LPS mediated neuronal c-Fos activation: whole-brain mapping, site and time effect in intoxicated mice.

Lipopolysaccharide (LPS; a bacterial endotoxin) treatment causes acute inflammatory conditions. Acute inflammation causes the brain to activate neurons in some brain nuclei known as circumventricular organs. The c-Fos immunoreaction could be used to assess this neural activity. The current study aimed to check the activated neurons in time and site effect during toxicity and inflammation induced by LPS. The c-Fos antibody immunofluorescence labeling was checked at one, three, and six hours after LPS intoxication. Moreover, a retrograde viral tracing approach was employed to verify the neuronal connections among certain brain nuclei that were activated. The results indicated the activation of several brain nuclei in the hippocampus, epithalamus, thalamus, hypothalamus, basal ganglia, midbrain, and medulla oblongata.
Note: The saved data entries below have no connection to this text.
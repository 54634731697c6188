use std::collections::BTreeMap;

use chrono::NaiveDate;
use serde::Serialize;
use tabled::Tabled;

/// One untyped cell as read from a CSV field or a workbook cell.
///
/// CSV input only ever produces `Empty` and `Text`; workbook input
/// additionally produces `Number` and `Date` (cells typed as dates by the
/// spreadsheet itself).
#[derive(Debug, Clone, PartialEq)]
pub enum Cell {
    Empty,
    Text(String),
    Number(f64),
    Date(NaiveDate),
}

impl Cell {
    pub fn from_csv_field(field: &str) -> Self {
        let trimmed = field.trim();
        if trimmed.is_empty() {
            Cell::Empty
        } else {
            Cell::Text(trimmed.to_string())
        }
    }

    /// Trimmed textual form of the cell. Whole numbers render without a
    /// decimal point so that sequence numbers read from XLSX ("1.0") match
    /// their CSV counterparts ("1").
    pub fn text(&self) -> String {
        match self {
            Cell::Empty => String::new(),
            Cell::Text(s) => s.trim().to_string(),
            Cell::Number(n) => {
                if n.fract() == 0.0 && n.abs() < 1e15 {
                    format!("{}", *n as i64)
                } else {
                    n.to_string()
                }
            }
            Cell::Date(d) => d.format("%Y-%m-%d").to_string(),
        }
    }
}

/// An untyped 2-D grid read from one worksheet or CSV, before any header
/// resolution. The first two rows are the candidate header block.
#[derive(Debug, Clone)]
pub struct RawTableBlock {
    /// File stem or sheet name; used as a park-name hint downstream.
    pub source: String,
    pub rows: Vec<Vec<Cell>>,
}

impl RawTableBlock {
    pub fn new(source: impl Into<String>, rows: Vec<Vec<Cell>>) -> Self {
        Self { source: source.into(), rows }
    }

    /// A block needs two header rows plus at least one data row.
    pub fn has_data(&self) -> bool {
        self.rows.len() >= 3
    }

    pub fn header_rows(&self) -> (&[Cell], &[Cell]) {
        (&self.rows[0], &self.rows[1])
    }

    pub fn data_rows(&self) -> &[Vec<Cell>] {
        &self.rows[2..]
    }
}

/// Ordered, resolved column names for one block; one entry per physical
/// column once aligned to the data width.
#[derive(Debug, Clone, Default, PartialEq)]
pub struct ColumnMapping {
    names: Vec<String>,
}

impl ColumnMapping {
    pub fn new(names: Vec<String>) -> Self {
        Self { names }
    }

    pub fn names(&self) -> &[String] {
        &self.names
    }

    pub fn len(&self) -> usize {
        self.names.len()
    }

    pub fn is_empty(&self) -> bool {
        self.names.is_empty()
    }

    pub fn position(&self, name: &str) -> Option<usize> {
        self.names.iter().position(|n| n == name)
    }

    /// Align to the data block's column count: truncate longer mappings,
    /// right-pad shorter ones with empty-string placeholders.
    pub fn align_to(&mut self, width: usize) {
        self.names.resize(width, String::new());
    }
}

/// The fixed set of timeline milestones, in source-sheet order.
#[derive(Debug, Clone, Copy, PartialEq, Eq, PartialOrd, Ord, Hash)]
pub enum Milestone {
    RequirementApproval,
    RequirementReview,
    DesignPlan,
    CostAccounting,
    ProjectDecision,
    Procurement,
    Implementation,
    Acceptance,
    Settlement,
}

impl Milestone {
    pub const ALL: [Milestone; 9] = [
        Milestone::RequirementApproval,
        Milestone::RequirementReview,
        Milestone::DesignPlan,
        Milestone::CostAccounting,
        Milestone::ProjectDecision,
        Milestone::Procurement,
        Milestone::Implementation,
        Milestone::Acceptance,
        Milestone::Settlement,
    ];

    /// Canonical column label as written in the second header row.
    pub fn label(self) -> &'static str {
        match self {
            Milestone::RequirementApproval => "需求立项",
            Milestone::RequirementReview => "需求审核",
            Milestone::DesignPlan => "规划设计方案",
            Milestone::CostAccounting => "成本核算",
            Milestone::ProjectDecision => "项目决策",
            Milestone::Procurement => "招采",
            Milestone::Implementation => "实施",
            Milestone::Acceptance => "验收",
            Milestone::Settlement => "结算",
        }
    }
}

/// One canonical renovation-project record.
///
/// Constructed by the row sanitizer, enriched in place by the location
/// enricher, immutable afterwards as far as this engine is concerned.
#[derive(Debug, Clone)]
pub struct ProjectRecord {
    pub sequence_number: u32,
    pub park: String,
    pub region: String,
    pub city: String,
    pub project_tier: String,
    pub project_category: String,
    pub discipline: String,
    pub discipline_subtype: Option<String>,
    pub project_name: String,
    pub planned_amount: f64,
    pub contractor: Option<String>,
    pub headquarters_focus: Option<String>,
    /// All nine milestones are always present as keys; an unresolved or
    /// placeholder date is `None`.
    pub timeline: BTreeMap<Milestone, Option<NaiveDate>>,
    /// Values of non-canonical columns (remarks and the like), kept in
    /// source column order so the merger can rename duplicates per row.
    pub extras: Vec<(String, String)>,
}

impl ProjectRecord {
    pub fn milestone(&self, m: Milestone) -> Option<NaiveDate> {
        self.timeline.get(&m).copied().flatten()
    }

    pub fn extra(&self, name: &str) -> Option<&str> {
        self.extras
            .iter()
            .find(|(n, _)| n == name)
            .map(|(_, v)| v.as_str())
    }
}

/// An ordered sequence of records plus the realized column list they were
/// normalized under. Exclusively owned; handed to the caller by value.
#[derive(Debug, Clone, Default)]
pub struct NormalizedTable {
    pub columns: Vec<String>,
    pub records: Vec<ProjectRecord>,
}

impl NormalizedTable {
    pub fn len(&self) -> usize {
        self.records.len()
    }

    pub fn is_empty(&self) -> bool {
        self.records.is_empty()
    }
}

/// Flat export/preview row for the normalized table.
#[derive(Debug, Serialize, Tabled, Clone)]
pub struct ExportRow {
    #[serde(rename = "序号")]
    #[tabled(rename = "序号")]
    pub sequence: u32,
    #[serde(rename = "园区")]
    #[tabled(rename = "园区")]
    pub park: String,
    #[serde(rename = "城市")]
    #[tabled(rename = "城市")]
    pub city: String,
    #[serde(rename = "所属区域")]
    #[tabled(rename = "所属区域")]
    pub region: String,
    #[serde(rename = "项目分级")]
    #[tabled(rename = "项目分级")]
    pub tier: String,
    #[serde(rename = "专业")]
    #[tabled(rename = "专业")]
    pub discipline: String,
    #[serde(rename = "项目名称")]
    #[tabled(rename = "项目名称")]
    pub project_name: String,
    #[serde(rename = "拟定金额")]
    #[tabled(rename = "拟定金额")]
    pub planned_amount: String,
    #[serde(rename = "需求立项")]
    #[tabled(rename = "需求立项")]
    pub requirement_approval: String,
    #[serde(rename = "稳定需求")]
    #[tabled(rename = "稳定需求")]
    pub stable: String,
}

/// Per-park rollup row for the console preview and CSV export.
#[derive(Debug, Serialize, Tabled, Clone)]
pub struct ParkSummaryRow {
    #[serde(rename = "园区")]
    #[tabled(rename = "园区")]
    pub park: String,
    #[serde(rename = "城市")]
    #[tabled(rename = "城市")]
    pub city: String,
    #[serde(rename = "所属区域")]
    #[tabled(rename = "所属区域")]
    pub region: String,
    #[serde(rename = "项目数")]
    #[tabled(rename = "项目数")]
    pub projects: String,
    #[serde(rename = "拟定金额合计")]
    #[tabled(rename = "拟定金额合计")]
    pub total_amount: String,
    #[serde(rename = "稳定需求数")]
    #[tabled(rename = "稳定需求数")]
    pub stable_projects: String,
}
The type of brain nuclei and the number of neurons that were activated in relation to the duration of acute inflammation were clearly different. Furthermore, this research demonstrated that these active brain nuclei were connected neuronally. Ultimately, acute inflammatory responses induced by LPS treatment activated dorsal raphe serotonergic neurons. Twenty-two brain nuclei were shown to be involved in the neuroinflammatory response via whole-brain mapping. One hour after LPS administration, neurons in the dorsomedial hypothalamic nucleus (DM), lateral septal nucleus (LS), and solitary tract nucleus (SOL) were significantly activated. However, the sensory circumventricular organs (CVOs) were activated three hours after LPS treatment. It was also demonstrated that dorsal raphe serotonergic neurons play a vital role in the body's reaction to acute inflammation. This study confirmed the involvement of dorsal raphe serotonergic neurons in response to acute inflammation and toxicity induced by LPS.